5. Il résulte de l’instruction que Mme B réside en France depuis janvier 2020. Or, cette dernière n’établit avoir commencé à effectuer des démarches pour déposer sa demande de titre de séjour qu’à compter du mois d’octobre 2024, soit plus de trois ans après son entrée sur le territoire français, alors qu’elle n’établit ni même n’allègue avoir été dans l’impossibilité de déposer une demande de titre de séjour depuis son entrée en France. Elle doit ainsi être regardée comme s’étant elle-même placée dans la situation d’urgence qu’elle invoque.

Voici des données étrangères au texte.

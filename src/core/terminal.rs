//! Terminal trait and color escapes.
//!
//! The editor consumes a terminal only through this interface: raw-mode
//! toggles, one decoded key event at a time, byte/code-point writes, screen
//! dimensions, region clears, and a bell.

use std::io;

/// Region argument to [`Terminal::clear`].
#[derive(Debug, Clone, Copy, PartialEq, Eq)]
pub enum ClearRegion {
    Whole,
    ToEnd,
}

/// Colors the display assembly pass can emit.
#[derive(Debug, Clone, Copy, PartialEq, Eq)]
pub enum Color {
    Default,
    Black,
    Red,
    Green,
    Brown,
    Blue,
    Magenta,
    Cyan,
    LightGray,
    Gray,
    BrightRed,
    BrightGreen,
    Yellow,
    BrightBlue,
    BrightMagenta,
    BrightCyan,
    White,
    /// Mismatched-brace indicator: white on a red background.
    Error,
}

/// The VT100 escape for a color.
pub fn ansi_color(color: Color) -> &'static str {
    match color {
        Color::Default => "\x1b[0m",
        Color::Black => "\x1b[0;22;30m",
        Color::Red => "\x1b[0;22;31m",
        Color::Green => "\x1b[0;22;32m",
        Color::Brown => "\x1b[0;22;33m",
        Color::Blue => "\x1b[0;22;34m",
        Color::Magenta => "\x1b[0;22;35m",
        Color::Cyan => "\x1b[0;22;36m",
        Color::LightGray => "\x1b[0;22;37m",
        Color::Gray => "\x1b[0;1;30m",
        Color::BrightRed => "\x1b[0;1;31m",
        Color::BrightGreen => "\x1b[0;1;32m",
        Color::Yellow => "\x1b[0;1;33m",
        Color::BrightBlue => "\x1b[0;1;34m",
        Color::BrightMagenta => "\x1b[0;1;35m",
        Color::BrightCyan => "\x1b[0;1;36m",
        Color::White => "\x1b[0;1;37m",
        Color::Error => "\x1b[0;1;37;41m",
    }
}

/// Terminal primitives the edit loop runs on.
///
/// `read_key` returns the modifier-tagged event encoding from
/// [`crate::core::keys`]; the sentinel `0` means a signal (resize or end of
/// stream) interrupted the read.
pub trait Terminal {
    fn enable_raw_mode(&mut self) -> io::Result<()>;

    /// Restore the saved terminal attributes. Idempotent; called on every
    /// exit path from the edit loop.
    fn disable_raw_mode(&mut self) -> io::Result<()>;

    fn read_key(&mut self) -> io::Result<i32>;

    fn write_text(&mut self, text: &str);

    fn write_chars(&mut self, chars: &[char]) {
        let text: String = chars.iter().collect();
        self.write_text(&text);
    }

    fn columns(&self) -> usize;

    fn rows(&self) -> usize;

    fn clear(&mut self, region: ClearRegion);

    fn beep(&mut self);

    fn is_tty(&self) -> bool;

    /// TERM is on the deny-list of terminals that cannot do cursor motion.
    fn is_unsupported(&self) -> bool {
        false
    }

    /// Job-control stop (`Ctrl-Z`): leave raw mode, stop the process, and
    /// re-enter raw mode once resumed. A no-op off POSIX.
    fn suspend(&mut self) -> io::Result<()> {
        Ok(())
    }

    /// Consume a pending resize notification. After `read_key` returns the
    /// signal sentinel, the edit loop uses this to tell a resize apart from
    /// end of stream.
    fn take_resize(&mut self) -> bool {
        false
    }

    /// Line-buffered fallback used for non-TTY input and deny-listed
    /// terminals. `None` signals end of stream.
    fn read_plain_line(&mut self) -> io::Result<Option<String>> {
        let mut line = String::new();
        if io::BufRead::read_line(&mut io::stdin().lock(), &mut line)? == 0 {
            return Ok(None);
        }
        while line.ends_with('\n') || line.ends_with('\r') {
            line.pop();
        }
        Ok(Some(line))
    }
}

#[cfg(test)]
mod tests {
    use super::{ansi_color, Color};

    #[test]
    fn default_resets_attributes() {
        assert_eq!(ansi_color(Color::Default), "\x1b[0m");
    }

    #[test]
    fn bright_colors_carry_the_bold_attribute() {
        assert!(ansi_color(Color::BrightMagenta).contains(";1;"));
        assert!(ansi_color(Color::Red).contains(";22;"));
    }
}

Par suite, la condition d’urgence à laquelle les dispositions de l’article L. 521-3 du code de justice administrative subordonnent le prononcé des mesures sollicitées par l’intéressée n’est pas remplie.
6. Il résulte de ce qui précède que la requête de Mme B doit être rejetée, en toutes ses conclusions, en application des dispositions précitées de l’article L. 522-3 du code de justice administrative.
O R D O N N E :
Article 1er : La requête de Mme B est rejetée.
Article 2 : Le présente ordonnance sera notifiée à Mme A B et au ministre de l’intérieur.
Copie en sera adressée au préfet de la Seine-Saint-Denis.
Fait à Montreuil, le 5 février 2025.
Le juge des référés,
L. Gauchard
La République mande et ordonne au ministre de l’intérieur en ce qui le concerne ou à tous commissaires de justice à ce requis en ce qui concerne les voies de droit commun contre les parties privées, de pourvoir à l’exécution de la présente décision.